[Saved entries]

★ ★ ★ ★

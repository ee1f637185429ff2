// SPDX-License-Identifier: LGPL-3.0-only
//! Per-container export state.

use crate::exporter::GroupId;
use crate::item::ItemNode;
use crate::partition::SectionPartitioner;
use crate::source::{ContainerId, MenuSource, WidgetId};

/// Stable identity of a section model inside its shell.
///
/// The position of a section changes as separators come and go; its id does not.
#[derive(Debug, Clone, Copy, PartialEq, Eq, Hash)]
pub struct SectionId(pub(crate) u32);

/// A view over one section of a shell.
#[derive(Debug, Clone, Copy, PartialEq, Eq)]
pub struct SectionModel {
    pub(crate) id: SectionId,
    pub(crate) section_index: usize,
}

impl SectionModel {
    pub fn id(&self) -> SectionId {
        self.id
    }

    pub fn section_index(&self) -> usize {
        self.section_index
    }
}

/// The export model of one menu container.
///
/// Items mirror the children of the container. Visible items are partitioned
/// into sections by visible separators; there is always one more section than
/// there are visible separators.
#[derive(Debug)]
pub struct ShellModel {
    pub(crate) container: ContainerId,
    pub(crate) items: Vec<ItemNode>,
    pub(crate) partition: SectionPartitioner,
    pub(crate) sections: Vec<SectionModel>,
    next_section: u32,
    pub(crate) has_mnemonics: bool,
    pub(crate) action_group: Option<GroupId>,
}

impl ShellModel {
    pub(crate) fn build<S: MenuSource>(source: &S, container: ContainerId, has_mnemonics: bool) -> Self {
        let children = source.children(container);
        let items = children
            .iter()
            .enumerate()
            .map(|(index, &widget)| ItemNode::new(widget, index as u32))
            .collect();
        let partition = SectionPartitioner::from_items(
            children
                .iter()
                .map(|&widget| (source.is_visible(widget), source.is_separator(widget))),
        );

        let mut shell = Self {
            container,
            items,
            partition,
            sections: Vec::new(),
            next_section: 0,
            has_mnemonics,
            action_group: None,
        };
        shell.sections = (0..shell.partition.section_count())
            .map(|section_index| SectionModel {
                id: shell.allocate_section_id(),
                section_index,
            })
            .collect();
        shell
    }

    fn allocate_section_id(&mut self) -> SectionId {
        let id = SectionId(self.next_section);
        self.next_section += 1;
        id
    }

    pub fn container(&self) -> ContainerId {
        self.container
    }

    pub fn items(&self) -> &[ItemNode] {
        &self.items
    }

    pub fn partition(&self) -> &SectionPartitioner {
        &self.partition
    }

    pub fn sections(&self) -> &[SectionModel] {
        &self.sections
    }

    pub fn has_mnemonics(&self) -> bool {
        self.has_mnemonics
    }

    pub fn action_group(&self) -> Option<GroupId> {
        self.action_group
    }

    pub fn section_id(&self, section_index: usize) -> Option<SectionId> {
        self.sections.get(section_index).map(|section| section.id)
    }

    pub fn section_index(&self, id: SectionId) -> Option<usize> {
        self.sections
            .iter()
            .find(|section| section.id == id)
            .map(|section| section.section_index)
    }

    /// Item index of `widget` in this shell.
    pub fn index_of(&self, widget: WidgetId) -> Option<u32> {
        self.items
            .iter()
            .find(|item| item.widget == widget)
            .map(|item| item.item_index)
    }

    pub(crate) fn item(&self, index: u32) -> Option<&ItemNode> {
        self.items.get(index as usize)
    }

    pub(crate) fn item_mut(&mut self, index: u32) -> Option<&mut ItemNode> {
        self.items.get_mut(index as usize)
    }

    /// Splice a new section model in at `section_index`.
    pub(crate) fn insert_section(&mut self, section_index: usize) -> SectionId {
        let id = self.allocate_section_id();
        self.sections.insert(section_index, SectionModel { id, section_index });
        self.renumber_sections(section_index + 1);
        id
    }

    pub(crate) fn remove_section(&mut self, section_index: usize) -> SectionModel {
        let section = self.sections.remove(section_index);
        self.renumber_sections(section_index);
        section
    }

    fn renumber_sections(&mut self, from: usize) {
        for (index, section) in self.sections.iter_mut().enumerate().skip(from) {
            section.section_index = index;
        }
    }

    /// Add an item node for `widget` at `position` and renumber the rest.
    ///
    /// The new item starts out hidden.
    pub(crate) fn insert_item(&mut self, position: usize, widget: WidgetId) {
        let position = position.min(self.items.len());
        self.items.insert(position, ItemNode::new(widget, position as u32));
        for (index, item) in self.items.iter_mut().enumerate().skip(position + 1) {
            item.item_index = index as u32;
        }
        self.partition.shift_up(position as u32);
    }

    /// Drop the hidden item at `index` and renumber the rest.
    pub(crate) fn remove_item(&mut self, index: u32) -> ItemNode {
        let item = self.items.remove(index as usize);
        for (position, item) in self.items.iter_mut().enumerate().skip(index as usize) {
            item.item_index = position as u32;
        }
        self.partition.shift_down(index);
        item
    }

    pub(crate) fn check_invariants(&self) {
        debug_assert_eq!(self.sections.len(), self.partition.section_count());
        debug_assert!(self
            .sections
            .iter()
            .enumerate()
            .all(|(index, section)| section.section_index == index));
    }
}

#[cfg(test)]
mod tests {
    use super::*;
    use crate::tree::{ItemSpec, MenuTree};

    #[test]
    fn test_build_partitions_visible_items() {
        let mut tree = MenuTree::new();
        let bar = tree.new_container();
        tree.append(bar, ItemSpec::normal("A"));
        tree.append(bar, ItemSpec::separator());
        tree.append(bar, ItemSpec::normal("B").hidden());
        tree.append(bar, ItemSpec::normal("C"));
        tree.append(bar, ItemSpec::separator().hidden());

        let shell = ShellModel::build(&tree, bar, true);
        assert_eq!(shell.items().len(), 5);
        assert_eq!(shell.sections().len(), 2);
        assert_eq!(shell.partition().count(0), 1);
        assert_eq!(shell.partition().count(1), 1);
        shell.check_invariants();
    }

    #[test]
    fn test_section_ids_survive_renumbering() {
        let mut tree = MenuTree::new();
        let bar = tree.new_container();
        tree.append(bar, ItemSpec::normal("A"));

        let mut shell = ShellModel::build(&tree, bar, true);
        let first = shell.section_id(0).unwrap();
        let inserted = shell.insert_section(0);

        assert_eq!(shell.section_index(inserted), Some(0));
        assert_eq!(shell.section_index(first), Some(1));

        shell.remove_section(0);
        assert_eq!(shell.section_index(first), Some(0));
        assert_eq!(shell.section_index(inserted), None);
    }
}
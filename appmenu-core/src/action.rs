// SPDX-License-Identifier: LGPL-3.0-only
//! Action group contract.
//!
//! Menu items reference actions by name through the `action` attribute. An
//! action group answers queries about those actions and reports lifecycle
//! changes as [`ActionEvent`]s.

use crate::variant::Variant;

/// Description of a single action as returned by `query_action`.
#[derive(Debug, Clone, PartialEq, Default)]
pub struct ActionInfo {
    /// Whether the action may currently be activated.
    pub enabled: bool,
    /// Signature of the activation parameter, `None` for parameterless actions.
    pub parameter_type: Option<String>,
    /// Signature of the state, `None` for stateless actions.
    pub state_type: Option<String>,
    /// Optional hint about the allowed states.
    pub state_hint: Option<Variant>,
    /// Current state.
    pub state: Option<Variant>,
}

impl ActionInfo {
    /// A plain enabled action without parameter or state.
    pub fn stateless(enabled: bool) -> Self {
        Self {
            enabled,
            ..Default::default()
        }
    }

    /// A stateful action whose state has `state`'s type.
    pub fn stateful(enabled: bool, parameter_type: Option<&str>, state: Variant) -> Self {
        Self {
            enabled,
            parameter_type: parameter_type.map(str::to_owned),
            state_type: Some(state.type_string()),
            state_hint: None,
            state: Some(state),
        }
    }
}

/// Action lifecycle notifications.
#[derive(Debug, Clone, PartialEq)]
pub enum ActionEvent {
    Added(String),
    Removed(String),
    EnabledChanged(String, bool),
    StateChanged(String, Option<Variant>),
}

impl ActionEvent {
    /// The name of the action the event refers to.
    pub fn action_name(&self) -> &str {
        match self {
            ActionEvent::Added(name)
            | ActionEvent::Removed(name)
            | ActionEvent::EnabledChanged(name, _)
            | ActionEvent::StateChanged(name, _) => name,
        }
    }
}

/// A pre-existing action group that an exporter forwards unknown actions to.
///
/// Toolkits carrying their own actions alongside menu items plug them in here.
pub trait LegacyActionGroup: Send {
    fn has_action(&self, name: &str) -> bool;

    fn list_actions(&self) -> Vec<String>;

    fn query_action(&self, name: &str) -> Option<ActionInfo>;

    fn activate_action(&mut self, name: &str, parameter: Option<&Variant>);

    fn change_action_state(&mut self, name: &str, value: &Variant);
}

#[cfg(test)]
mod tests {
    use super::*;

    #[test]
    fn test_stateful_info_derives_state_type() {
        let info = ActionInfo::stateful(true, Some("s"), Variant::from("+"));
        assert_eq!(info.state_type.as_deref(), Some("s"));
        assert_eq!(info.parameter_type.as_deref(), Some("s"));
        assert!(ActionInfo::stateless(false).state.is_none());
    }

    #[test]
    fn test_event_action_name() {
        let event = ActionEvent::StateChanged("open".into(), Some(Variant::from(true)));
        assert_eq!(event.action_name(), "open");
    }
}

★ ★ ★ ★

> [What the task asks] Where a line of the records holds the word "enumerate", copy that line.

> [Solution for this exercise]
            .enumerate()
        for (index, section) in self.sections.iter_mut().enumerate().skip(from) {
        for (index, item) in self.items.iter_mut().enumerate().skip(position + 1) {
        for (position, item) in self.items.iter_mut().enumerate().skip(index as usize) {
            .enumerate()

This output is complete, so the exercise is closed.